Laboratory of Comparative Pathology, Rockefeller University, Weill Cornell Medicine and Memorial Sloan Kettering Cancer Center, New York, NY, USA.
Center for Cell Engineering and Immunology Program, Sloan Kettering Institute, New York, NY, USA.


Chimeric antigen receptor (CAR) therapy targeting CD19 is an effective treatment for refractory B cell malignancies, especially acute lymphoblastic leukemia (ALL) 1 . Although a majority of patients will achieve a complete response following a single infusion of CD19-targeted CAR-modified T cells (CD19 CAR T cells)2-4, the broad applicability of this treatment is hampered by severe cytokine release syndrome (CRS), which is characterized by fever, hypotension and respiratory insufficiency associated with elevated serum cytokines, including interleukin-6 (IL-6)2,5. CRS usually occurs within days of T cell infusion at the peak of CAR T cell expansion. In ALL, it is most frequent and more severe in patients with high tumor burden2-4. CRS may respond to IL-6 receptor blockade but can require further treatment with high dose corticosteroids to curb potentially lethal severity2-9. Improved therapeutic and preventive treatments require a better understanding of CRS physiopathology, which has so far remained elusive.

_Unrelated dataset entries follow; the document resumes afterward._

//! Swingbreak CLI: fetch data, run backtests, compare exit policies, sweep
//! detector parameters and render charts.
//!
//! Commands:
//! - `fetch`: download bars for symbols and write CSV snapshots
//! - `run`: run a backtest config over its pairs and save artifacts
//! - `compare`: print the exit-policy comparison table per pair
//! - `sweep`: grid over pivot length and impulse multiplier
//! - `chart`: render a static HTML chart for one CSV file

use std::path::{Path, PathBuf};
use std::sync::Arc;

use anyhow::{bail, Context, Result};
use clap::{Parser, Subcommand};
use tracing_subscriber::EnvFilter;

use swingbreak_core::data::{
    fetch_symbols, load_csv, CircuitBreaker, CsvOptions, StdoutProgress, YahooProvider,
};
use swingbreak_core::engine::run_detection;
use swingbreak_core::timeframe::Timeframe;
use swingbreak_runner::{
    format_breakdown, format_comparison, format_summary, load_pairs, render_chart_html, run_pair,
    run_pairs, save_artifacts, sweep, write_chart_html, BacktestConfig, DetectorGrid, LoadedData,
    PairFailure,
};

#[derive(Parser)]
#[command(
    name = "swingbreak",
    about = "Swingbreak CLI: swing break, confirm and retest backtester"
)]
struct Cli {
    /// Debug-level logging (RUST_LOG still wins when set).
    #[arg(long, short, global = true, default_value_t = false)]
    verbose: bool,

    #[command(subcommand)]
    command: Commands,
}

#[derive(Subcommand)]
enum Commands {
    /// Download bars and write `{SYMBOL}_{TF}.csv` snapshots.
    Fetch {
        /// Symbols to fetch (e.g., XAUUSD EURUSD BTCUSD).
        #[arg(required = true)]
        symbols: Vec<String>,

        /// Bar timeframe (M1, M5, M15, M30, H1, H4, D1, W1, MN).
        #[arg(long, default_value = "M5")]
        timeframe: Timeframe,

        /// Output directory.
        #[arg(long, default_value = "data")]
        out: PathBuf,
    },
    /// Run a backtest config and save artifacts per pair.
    Run {
        /// Path to a TOML config file.
        #[arg(long)]
        config: PathBuf,

        /// Pairs to run instead of `data.pairs` (repeatable).
        #[arg(long)]
        pair: Vec<String>,

        /// Output directory; overrides `output.dir`.
        #[arg(long)]
        output: Option<PathBuf>,

        /// Print the breakdown tables for every policy.
        #[arg(long, default_value_t = false)]
        breakdown: bool,
    },
    /// Print the exit-policy comparison for each pair.
    Compare {
        /// Path to a TOML config file.
        #[arg(long)]
        config: PathBuf,

        /// Pairs to compare instead of `data.pairs` (repeatable).
        #[arg(long)]
        pair: Vec<String>,
    },
    /// Sweep pivot length and impulse multiplier over every pair.
    Sweep {
        /// Path to a TOML config file.
        #[arg(long)]
        config: PathBuf,

        /// Pivot lengths, comma separated.
        #[arg(long, value_delimiter = ',', default_value = "3,5,7")]
        pivot_len: Vec<usize>,

        /// Impulse multipliers, comma separated (0 disables the filter).
        #[arg(long, value_delimiter = ',', default_value = "0,1.5")]
        impulse: Vec<f64>,

        /// Only print the best N rows.
        #[arg(long)]
        top: Option<usize>,
    },
    /// Render a static HTML chart with swings and signals for one CSV file.
    Chart {
        /// Bar CSV snapshot.
        #[arg(long)]
        csv: PathBuf,

        /// Output HTML file.
        #[arg(long, default_value = "chart.html")]
        out: PathBuf,

        /// Detector settings from this config instead of the defaults.
        #[arg(long)]
        config: Option<PathBuf>,

        /// Override the pivot length.
        #[arg(long)]
        pivot_len: Option<usize>,
    },
}

fn main() -> Result<()> {
    let cli = Cli::parse();
    init_tracing(cli.verbose);

    match cli.command {
        Commands::Fetch {
            symbols,
            timeframe,
            out,
        } => run_fetch(&symbols, timeframe, out),
        Commands::Run {
            config,
            pair,
            output,
            breakdown,
        } => run_backtest_cmd(config, pair, output, breakdown),
        Commands::Compare { config, pair } => run_compare(config, pair),
        Commands::Sweep {
            config,
            pivot_len,
            impulse,
            top,
        } => run_sweep(config, pivot_len, impulse, top),
        Commands::Chart {
            csv,
            out,
            config,
            pivot_len,
        } => run_chart(csv, out, config, pivot_len),
    }
}

fn init_tracing(verbose: bool) {
    let default = if verbose {
        "swingbreak=debug"
    } else {
        "swingbreak=info"
    };
    tracing_subscriber::fmt()
        .with_env_filter(
            EnvFilter::try_from_default_env().unwrap_or_else(|_| EnvFilter::new(default)),
        )
        .with_writer(std::io::stderr)
        .init();
}

fn run_fetch(symbols: &[String], timeframe: Timeframe, out: PathBuf) -> Result<()> {
    std::fs::create_dir_all(&out)
        .with_context(|| format!("failed to create output dir: {}", out.display()))?;

    let circuit_breaker = Arc::new(CircuitBreaker::for_provider());
    let provider = YahooProvider::new(circuit_breaker)?;
    let sym_refs: Vec<&str> = symbols.iter().map(|s| s.as_str()).collect();
    let end = chrono::Utc::now().naive_utc();

    let summary = fetch_symbols(&provider, &sym_refs, timeframe, end, &out, &StdoutProgress);

    if !summary.all_succeeded() {
        for (sym, err) in &summary.errors {
            eprintln!("Error for {sym}: {err}");
        }
        if summary.succeeded() == 0 {
            std::process::exit(1);
        }
    }
    Ok(())
}

fn load_config(path: &Path, pairs: Vec<String>) -> Result<BacktestConfig> {
    let mut config = BacktestConfig::from_file(path)?;
    if !pairs.is_empty() {
        config.data.pairs = pairs;
    }
    Ok(config)
}

fn print_failures(failures: &[PairFailure]) {
    for f in failures {
        eprintln!("{}: skipped ({})", f.pair, f.error);
    }
}

fn exit_if_all_failed(loaded: &LoadedData) {
    if loaded.all_failed() {
        eprintln!("No pairs could be loaded.");
        std::process::exit(1);
    }
}

fn run_backtest_cmd(
    config_path: PathBuf,
    pairs: Vec<String>,
    output: Option<PathBuf>,
    show_breakdown: bool,
) -> Result<()> {
    let mut config = load_config(&config_path, pairs)?;
    if let Some(dir) = output {
        config.output.dir = dir;
    }

    let loaded = load_pairs(&config.data, &config.data.pairs)?;
    print_failures(&loaded.failures);
    exit_if_all_failed(&loaded);

    for pair in &loaded.pairs {
        let report = run_pair(&pair.series, &config);
        println!();
        print!("{}", format_summary(&report));
        if show_breakdown {
            for policy in &report.policies {
                println!();
                println!("--- {} ---", policy.label);
                print!("{}", format_breakdown(&policy.breakdown));
            }
        }

        let run_dir = save_artifacts(&report, &config, &config.output.dir)?;
        if config.output.chart {
            let swings = run_detection(pair.series.bars(), &config.detector).swings;
            let title = format!("{} {}", report.pair, report.timeframe.as_str());
            write_chart_html(
                &run_dir.join("chart.html"),
                &pair.series,
                &report.signals,
                &swings,
                &title,
            )?;
        }
        println!("Artifacts saved to: {}", run_dir.display());
    }
    Ok(())
}

fn run_compare(config_path: PathBuf, pairs: Vec<String>) -> Result<()> {
    let config = load_config(&config_path, pairs)?;
    let summary = run_pairs(&config)?;
    print_failures(&summary.failures);
    if summary.all_failed() {
        eprintln!("No pairs could be loaded.");
        std::process::exit(1);
    }
    for report in &summary.reports {
        println!();
        print!("{}", format_comparison(report));
    }
    Ok(())
}

fn run_sweep(
    config_path: PathBuf,
    pivot_lens: Vec<usize>,
    impulse_mults: Vec<f64>,
    top: Option<usize>,
) -> Result<()> {
    let base = load_config(&config_path, Vec::new())?;
    let grid = DetectorGrid {
        pivot_lens,
        impulse_mults,
    };
    let configs = grid.generate_configs(&base);
    if configs.is_empty() {
        bail!("sweep grid is empty (pivot lengths must be at least 1)");
    }

    let loaded = load_pairs(&base.data, &base.data.pairs)?;
    print_failures(&loaded.failures);
    exit_if_all_failed(&loaded);

    let series: Vec<_> = loaded.pairs.into_iter().map(|p| p.series).collect();
    let results = sweep(&series, &configs);

    let table = results.format_table();
    let limit = top.map_or(usize::MAX, |n| n + 1);
    for line in table.lines().take(limit) {
        println!("{line}");
    }
    Ok(())
}

fn run_chart(
    csv: PathBuf,
    out: PathBuf,
    config_path: Option<PathBuf>,
    pivot_len: Option<usize>,
) -> Result<()> {
    let mut config = match config_path {
        Some(path) => BacktestConfig::from_file(&path)?,
        None => BacktestConfig::default(),
    };
    if let Some(n) = pivot_len {
        config.detector.pivot_len = n;
    }
    config.validate()?;

    let series = load_csv(
        &csv,
        &CsvOptions {
            keep_weekends: true,
            symbol: None,
        },
    )?;
    let detection = run_detection(series.bars(), &config.detector);
    let title = format!(
        "{} | {} bars | {} swings | {} signals",
        series.symbol,
        series.len(),
        detection.swings.len(),
        detection.signals.len()
    );
    let html = render_chart_html(&series, &detection.signals, &detection.swings, &title);
    std::fs::write(&out, html).with_context(|| format!("failed to write {}", out.display()))?;
    println!("Chart written to: {}", out.display());
    Ok(())
}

Here we report a murine model of CRS that develops within 2-3 d of CAR T cell infusion and that is potentially lethal and responsive to IL-6 receptor blockade. We show that its severity is mediated not by CAR T cell-derived cytokines, but by IL-6, IL-1 and nitric oxide (NO) produced by recipient macrophages, which enables new therapeutic interventions.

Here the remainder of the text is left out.